■ REQUIREMENT: I need each line of the entries below that includes the string "KeyState".

═══ SOURCE INFORMATION

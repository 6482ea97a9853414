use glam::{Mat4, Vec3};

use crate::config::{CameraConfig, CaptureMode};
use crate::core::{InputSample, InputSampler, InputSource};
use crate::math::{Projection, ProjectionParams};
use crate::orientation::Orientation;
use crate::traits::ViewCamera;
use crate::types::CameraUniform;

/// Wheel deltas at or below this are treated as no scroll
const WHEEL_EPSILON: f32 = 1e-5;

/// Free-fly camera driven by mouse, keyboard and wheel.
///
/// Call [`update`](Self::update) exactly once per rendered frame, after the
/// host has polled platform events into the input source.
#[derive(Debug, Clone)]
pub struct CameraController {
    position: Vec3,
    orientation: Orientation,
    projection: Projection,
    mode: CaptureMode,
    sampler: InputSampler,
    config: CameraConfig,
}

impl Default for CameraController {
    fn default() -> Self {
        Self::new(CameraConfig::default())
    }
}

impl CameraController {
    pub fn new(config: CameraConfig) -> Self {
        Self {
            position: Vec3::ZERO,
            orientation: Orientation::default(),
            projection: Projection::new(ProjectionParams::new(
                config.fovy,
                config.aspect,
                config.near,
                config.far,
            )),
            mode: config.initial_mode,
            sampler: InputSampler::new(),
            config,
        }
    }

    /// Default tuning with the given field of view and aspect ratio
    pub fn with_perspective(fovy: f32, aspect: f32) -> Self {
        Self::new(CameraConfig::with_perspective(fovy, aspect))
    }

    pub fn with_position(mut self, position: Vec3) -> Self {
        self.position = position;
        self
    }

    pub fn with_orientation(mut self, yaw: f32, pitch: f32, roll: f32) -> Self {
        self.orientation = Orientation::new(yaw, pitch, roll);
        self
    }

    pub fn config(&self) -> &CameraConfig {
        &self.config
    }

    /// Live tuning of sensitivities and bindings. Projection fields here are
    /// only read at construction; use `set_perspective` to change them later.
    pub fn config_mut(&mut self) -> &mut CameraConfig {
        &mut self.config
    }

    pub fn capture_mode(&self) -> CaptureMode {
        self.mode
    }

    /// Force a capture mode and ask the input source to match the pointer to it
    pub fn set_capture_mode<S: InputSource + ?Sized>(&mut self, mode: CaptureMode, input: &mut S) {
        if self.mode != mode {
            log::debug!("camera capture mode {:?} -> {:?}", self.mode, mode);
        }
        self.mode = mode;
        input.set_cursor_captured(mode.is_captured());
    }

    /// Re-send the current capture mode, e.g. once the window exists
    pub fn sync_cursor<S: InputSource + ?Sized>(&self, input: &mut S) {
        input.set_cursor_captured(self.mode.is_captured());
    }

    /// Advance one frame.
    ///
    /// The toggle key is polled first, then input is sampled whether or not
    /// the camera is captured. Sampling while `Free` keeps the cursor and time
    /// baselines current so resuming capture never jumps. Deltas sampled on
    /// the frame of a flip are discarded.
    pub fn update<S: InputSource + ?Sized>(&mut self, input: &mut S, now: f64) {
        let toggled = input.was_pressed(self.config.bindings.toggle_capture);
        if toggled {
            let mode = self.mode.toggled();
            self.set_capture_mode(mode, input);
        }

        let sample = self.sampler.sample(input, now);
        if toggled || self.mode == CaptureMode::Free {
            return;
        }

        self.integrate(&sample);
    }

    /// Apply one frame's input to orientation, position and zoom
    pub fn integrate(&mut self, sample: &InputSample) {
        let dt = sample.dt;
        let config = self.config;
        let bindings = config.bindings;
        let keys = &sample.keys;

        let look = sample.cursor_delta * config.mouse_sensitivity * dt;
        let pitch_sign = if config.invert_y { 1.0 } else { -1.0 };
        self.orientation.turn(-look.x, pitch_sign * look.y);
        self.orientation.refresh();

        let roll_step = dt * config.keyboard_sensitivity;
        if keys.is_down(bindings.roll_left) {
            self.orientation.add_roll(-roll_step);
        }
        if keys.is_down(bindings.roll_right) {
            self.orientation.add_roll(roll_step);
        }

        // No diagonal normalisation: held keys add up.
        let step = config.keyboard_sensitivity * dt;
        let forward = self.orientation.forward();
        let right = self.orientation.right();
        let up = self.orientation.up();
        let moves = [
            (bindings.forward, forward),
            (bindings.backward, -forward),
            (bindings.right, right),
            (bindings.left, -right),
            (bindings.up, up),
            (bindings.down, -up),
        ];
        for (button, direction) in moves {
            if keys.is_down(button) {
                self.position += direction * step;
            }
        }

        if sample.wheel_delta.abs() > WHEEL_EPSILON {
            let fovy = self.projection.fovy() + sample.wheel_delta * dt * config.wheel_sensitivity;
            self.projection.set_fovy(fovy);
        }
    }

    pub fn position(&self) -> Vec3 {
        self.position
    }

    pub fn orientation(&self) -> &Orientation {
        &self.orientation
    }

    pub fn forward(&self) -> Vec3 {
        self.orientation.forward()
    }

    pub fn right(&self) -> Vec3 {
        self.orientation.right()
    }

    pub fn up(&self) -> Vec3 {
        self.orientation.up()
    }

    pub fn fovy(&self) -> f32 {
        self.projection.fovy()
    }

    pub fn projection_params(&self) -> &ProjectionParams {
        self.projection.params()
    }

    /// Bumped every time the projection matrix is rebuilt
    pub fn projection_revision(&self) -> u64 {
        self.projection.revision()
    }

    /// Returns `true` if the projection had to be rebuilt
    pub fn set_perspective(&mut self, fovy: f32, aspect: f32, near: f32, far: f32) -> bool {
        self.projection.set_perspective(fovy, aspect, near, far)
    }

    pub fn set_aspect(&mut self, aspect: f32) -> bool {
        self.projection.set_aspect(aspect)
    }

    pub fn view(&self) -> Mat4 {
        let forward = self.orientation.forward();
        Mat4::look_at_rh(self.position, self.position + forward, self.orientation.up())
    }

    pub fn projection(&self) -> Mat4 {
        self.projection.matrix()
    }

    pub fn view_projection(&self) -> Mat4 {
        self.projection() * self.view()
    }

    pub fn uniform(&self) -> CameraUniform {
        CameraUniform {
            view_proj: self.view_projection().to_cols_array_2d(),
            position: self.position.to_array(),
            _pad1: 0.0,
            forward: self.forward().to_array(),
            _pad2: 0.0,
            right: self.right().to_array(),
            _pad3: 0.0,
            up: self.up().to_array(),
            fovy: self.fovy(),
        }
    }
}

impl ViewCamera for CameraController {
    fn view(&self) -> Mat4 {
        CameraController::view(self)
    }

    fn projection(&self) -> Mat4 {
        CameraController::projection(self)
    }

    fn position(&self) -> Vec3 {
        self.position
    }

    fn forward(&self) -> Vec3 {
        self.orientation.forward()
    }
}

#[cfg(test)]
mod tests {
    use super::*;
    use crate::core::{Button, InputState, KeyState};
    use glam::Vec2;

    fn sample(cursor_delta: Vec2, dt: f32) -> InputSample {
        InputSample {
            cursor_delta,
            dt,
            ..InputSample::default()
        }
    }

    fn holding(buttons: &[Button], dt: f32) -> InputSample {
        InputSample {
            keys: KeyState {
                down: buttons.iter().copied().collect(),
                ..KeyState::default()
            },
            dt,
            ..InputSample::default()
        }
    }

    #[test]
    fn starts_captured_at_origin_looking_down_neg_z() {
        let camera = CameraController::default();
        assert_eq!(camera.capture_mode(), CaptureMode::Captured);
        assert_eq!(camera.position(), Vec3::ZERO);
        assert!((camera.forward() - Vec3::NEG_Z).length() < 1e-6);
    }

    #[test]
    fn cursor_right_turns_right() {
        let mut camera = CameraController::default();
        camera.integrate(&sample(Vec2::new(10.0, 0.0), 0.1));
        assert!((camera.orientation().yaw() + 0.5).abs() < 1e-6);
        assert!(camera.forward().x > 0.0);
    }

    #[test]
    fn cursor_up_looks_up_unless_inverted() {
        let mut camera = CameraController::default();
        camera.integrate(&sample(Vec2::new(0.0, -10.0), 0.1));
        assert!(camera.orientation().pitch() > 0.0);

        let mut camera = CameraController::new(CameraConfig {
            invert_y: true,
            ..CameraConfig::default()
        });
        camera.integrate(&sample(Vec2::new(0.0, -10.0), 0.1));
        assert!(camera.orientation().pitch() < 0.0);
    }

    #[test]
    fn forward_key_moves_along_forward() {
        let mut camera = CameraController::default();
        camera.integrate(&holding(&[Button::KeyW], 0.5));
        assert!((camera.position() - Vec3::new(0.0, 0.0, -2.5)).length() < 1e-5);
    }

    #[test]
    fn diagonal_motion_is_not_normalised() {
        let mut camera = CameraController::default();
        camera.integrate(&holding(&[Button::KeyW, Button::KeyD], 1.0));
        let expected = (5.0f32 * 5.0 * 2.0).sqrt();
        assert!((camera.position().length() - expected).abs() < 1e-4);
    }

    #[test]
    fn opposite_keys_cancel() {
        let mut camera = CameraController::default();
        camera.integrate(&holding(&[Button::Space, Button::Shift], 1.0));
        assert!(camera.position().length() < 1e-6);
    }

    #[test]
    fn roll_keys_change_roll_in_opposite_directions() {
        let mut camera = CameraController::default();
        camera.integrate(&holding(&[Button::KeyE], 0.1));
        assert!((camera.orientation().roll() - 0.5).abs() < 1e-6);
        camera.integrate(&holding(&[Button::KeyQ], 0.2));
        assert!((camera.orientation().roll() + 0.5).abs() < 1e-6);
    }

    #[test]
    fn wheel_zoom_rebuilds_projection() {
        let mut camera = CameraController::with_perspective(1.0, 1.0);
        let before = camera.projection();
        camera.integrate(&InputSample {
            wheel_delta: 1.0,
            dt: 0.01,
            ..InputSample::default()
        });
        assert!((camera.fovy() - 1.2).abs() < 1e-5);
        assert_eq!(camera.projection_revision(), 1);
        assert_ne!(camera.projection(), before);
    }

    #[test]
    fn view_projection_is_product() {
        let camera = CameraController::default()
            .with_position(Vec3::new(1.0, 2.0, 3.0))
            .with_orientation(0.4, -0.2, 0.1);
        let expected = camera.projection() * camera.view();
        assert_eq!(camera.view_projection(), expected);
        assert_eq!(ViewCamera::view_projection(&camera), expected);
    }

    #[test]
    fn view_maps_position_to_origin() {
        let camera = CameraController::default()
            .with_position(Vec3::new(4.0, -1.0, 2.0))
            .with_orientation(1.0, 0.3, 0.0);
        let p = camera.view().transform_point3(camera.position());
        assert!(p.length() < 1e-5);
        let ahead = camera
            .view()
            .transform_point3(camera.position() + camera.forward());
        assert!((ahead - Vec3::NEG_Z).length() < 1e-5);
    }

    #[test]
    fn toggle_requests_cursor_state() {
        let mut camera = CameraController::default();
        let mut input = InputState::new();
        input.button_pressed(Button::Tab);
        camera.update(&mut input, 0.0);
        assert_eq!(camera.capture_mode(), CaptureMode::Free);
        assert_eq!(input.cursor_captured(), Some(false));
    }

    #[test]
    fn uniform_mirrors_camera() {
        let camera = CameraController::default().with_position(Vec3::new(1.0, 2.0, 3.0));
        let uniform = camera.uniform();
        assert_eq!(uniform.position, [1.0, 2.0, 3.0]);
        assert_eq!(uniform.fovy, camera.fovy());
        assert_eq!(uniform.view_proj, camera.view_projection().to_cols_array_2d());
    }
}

══════
═══ SOURCE INFORMATION

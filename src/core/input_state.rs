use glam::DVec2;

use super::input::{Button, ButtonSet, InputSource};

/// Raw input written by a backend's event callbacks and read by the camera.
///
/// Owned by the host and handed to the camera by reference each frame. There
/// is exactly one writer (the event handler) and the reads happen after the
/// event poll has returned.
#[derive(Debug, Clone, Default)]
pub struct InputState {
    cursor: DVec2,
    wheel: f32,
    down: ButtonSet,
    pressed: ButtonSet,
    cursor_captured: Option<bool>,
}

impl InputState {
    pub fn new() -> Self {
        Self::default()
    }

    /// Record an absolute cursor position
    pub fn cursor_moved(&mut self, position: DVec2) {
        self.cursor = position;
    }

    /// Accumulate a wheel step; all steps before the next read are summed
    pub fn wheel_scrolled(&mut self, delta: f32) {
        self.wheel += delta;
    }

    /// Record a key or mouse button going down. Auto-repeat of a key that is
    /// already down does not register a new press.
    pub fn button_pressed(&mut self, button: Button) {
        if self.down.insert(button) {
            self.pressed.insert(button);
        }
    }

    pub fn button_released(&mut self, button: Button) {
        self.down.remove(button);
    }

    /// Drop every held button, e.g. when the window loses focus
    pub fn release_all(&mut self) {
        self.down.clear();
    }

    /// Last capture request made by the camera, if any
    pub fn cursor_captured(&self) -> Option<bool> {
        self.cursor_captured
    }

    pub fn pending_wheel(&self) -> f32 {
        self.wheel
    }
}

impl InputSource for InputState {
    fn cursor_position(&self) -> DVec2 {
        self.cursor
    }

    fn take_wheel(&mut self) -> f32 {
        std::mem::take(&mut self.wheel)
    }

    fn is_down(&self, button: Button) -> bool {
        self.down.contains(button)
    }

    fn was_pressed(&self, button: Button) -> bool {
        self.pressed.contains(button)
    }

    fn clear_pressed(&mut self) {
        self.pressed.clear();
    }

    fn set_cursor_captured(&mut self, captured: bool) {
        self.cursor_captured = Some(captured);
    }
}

══════
═══ SOURCE INFORMATION

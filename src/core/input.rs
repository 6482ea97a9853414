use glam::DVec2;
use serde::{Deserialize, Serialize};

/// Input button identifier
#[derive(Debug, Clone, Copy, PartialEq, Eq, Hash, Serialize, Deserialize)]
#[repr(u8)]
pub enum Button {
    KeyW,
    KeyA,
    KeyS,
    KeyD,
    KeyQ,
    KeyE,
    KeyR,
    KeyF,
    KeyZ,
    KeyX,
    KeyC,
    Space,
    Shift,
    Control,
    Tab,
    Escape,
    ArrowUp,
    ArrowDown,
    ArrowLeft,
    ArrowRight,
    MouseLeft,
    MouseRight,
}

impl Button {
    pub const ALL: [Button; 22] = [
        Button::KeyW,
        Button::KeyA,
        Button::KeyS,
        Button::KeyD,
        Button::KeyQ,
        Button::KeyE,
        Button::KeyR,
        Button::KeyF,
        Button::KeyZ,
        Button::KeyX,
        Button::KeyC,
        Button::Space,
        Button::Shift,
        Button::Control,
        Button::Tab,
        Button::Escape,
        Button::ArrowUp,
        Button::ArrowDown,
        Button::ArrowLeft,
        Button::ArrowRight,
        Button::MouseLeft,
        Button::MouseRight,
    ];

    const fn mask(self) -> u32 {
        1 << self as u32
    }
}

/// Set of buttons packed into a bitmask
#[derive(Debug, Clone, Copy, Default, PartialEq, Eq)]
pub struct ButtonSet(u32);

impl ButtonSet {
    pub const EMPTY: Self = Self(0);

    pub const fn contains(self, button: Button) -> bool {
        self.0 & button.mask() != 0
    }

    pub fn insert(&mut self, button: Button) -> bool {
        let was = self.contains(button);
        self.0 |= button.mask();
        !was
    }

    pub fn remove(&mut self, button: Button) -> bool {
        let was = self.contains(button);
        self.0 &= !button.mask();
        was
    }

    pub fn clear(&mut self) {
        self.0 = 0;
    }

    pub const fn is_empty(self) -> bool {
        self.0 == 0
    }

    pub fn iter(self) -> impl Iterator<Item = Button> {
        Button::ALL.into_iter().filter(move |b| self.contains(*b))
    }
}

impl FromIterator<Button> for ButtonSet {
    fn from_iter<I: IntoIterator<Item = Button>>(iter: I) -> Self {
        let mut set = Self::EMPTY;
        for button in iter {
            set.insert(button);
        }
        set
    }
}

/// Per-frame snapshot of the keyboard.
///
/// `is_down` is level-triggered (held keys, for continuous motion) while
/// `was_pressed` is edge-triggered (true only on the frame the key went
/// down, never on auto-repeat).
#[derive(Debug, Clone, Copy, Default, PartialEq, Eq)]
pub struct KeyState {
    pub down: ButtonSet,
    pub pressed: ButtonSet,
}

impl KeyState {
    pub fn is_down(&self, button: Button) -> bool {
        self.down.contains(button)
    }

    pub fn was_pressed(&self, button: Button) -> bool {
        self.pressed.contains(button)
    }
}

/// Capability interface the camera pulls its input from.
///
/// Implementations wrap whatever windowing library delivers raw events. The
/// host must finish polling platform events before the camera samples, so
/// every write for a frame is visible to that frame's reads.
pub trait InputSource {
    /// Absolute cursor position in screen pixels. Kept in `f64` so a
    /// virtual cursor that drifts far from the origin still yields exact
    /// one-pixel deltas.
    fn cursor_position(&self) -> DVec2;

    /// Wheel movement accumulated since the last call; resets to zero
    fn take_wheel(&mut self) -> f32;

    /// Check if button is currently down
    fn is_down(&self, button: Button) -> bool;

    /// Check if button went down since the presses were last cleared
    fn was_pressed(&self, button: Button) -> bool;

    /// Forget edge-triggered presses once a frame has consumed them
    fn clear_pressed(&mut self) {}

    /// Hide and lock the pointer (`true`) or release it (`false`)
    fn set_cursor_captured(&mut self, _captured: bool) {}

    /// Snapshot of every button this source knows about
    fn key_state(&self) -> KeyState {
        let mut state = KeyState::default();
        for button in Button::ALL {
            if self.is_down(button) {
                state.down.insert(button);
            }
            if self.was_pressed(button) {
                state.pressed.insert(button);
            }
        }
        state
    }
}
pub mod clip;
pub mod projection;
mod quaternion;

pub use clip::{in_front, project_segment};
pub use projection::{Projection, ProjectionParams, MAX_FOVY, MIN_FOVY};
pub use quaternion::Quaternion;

══════

■ RESULT:
    use crate::core::{Button, InputState, KeyState};
            keys: KeyState {
                ..KeyState::default()
pub struct KeyState {
impl KeyState {
    fn key_state(&self) -> KeyState {
        let mut state = KeyState::default();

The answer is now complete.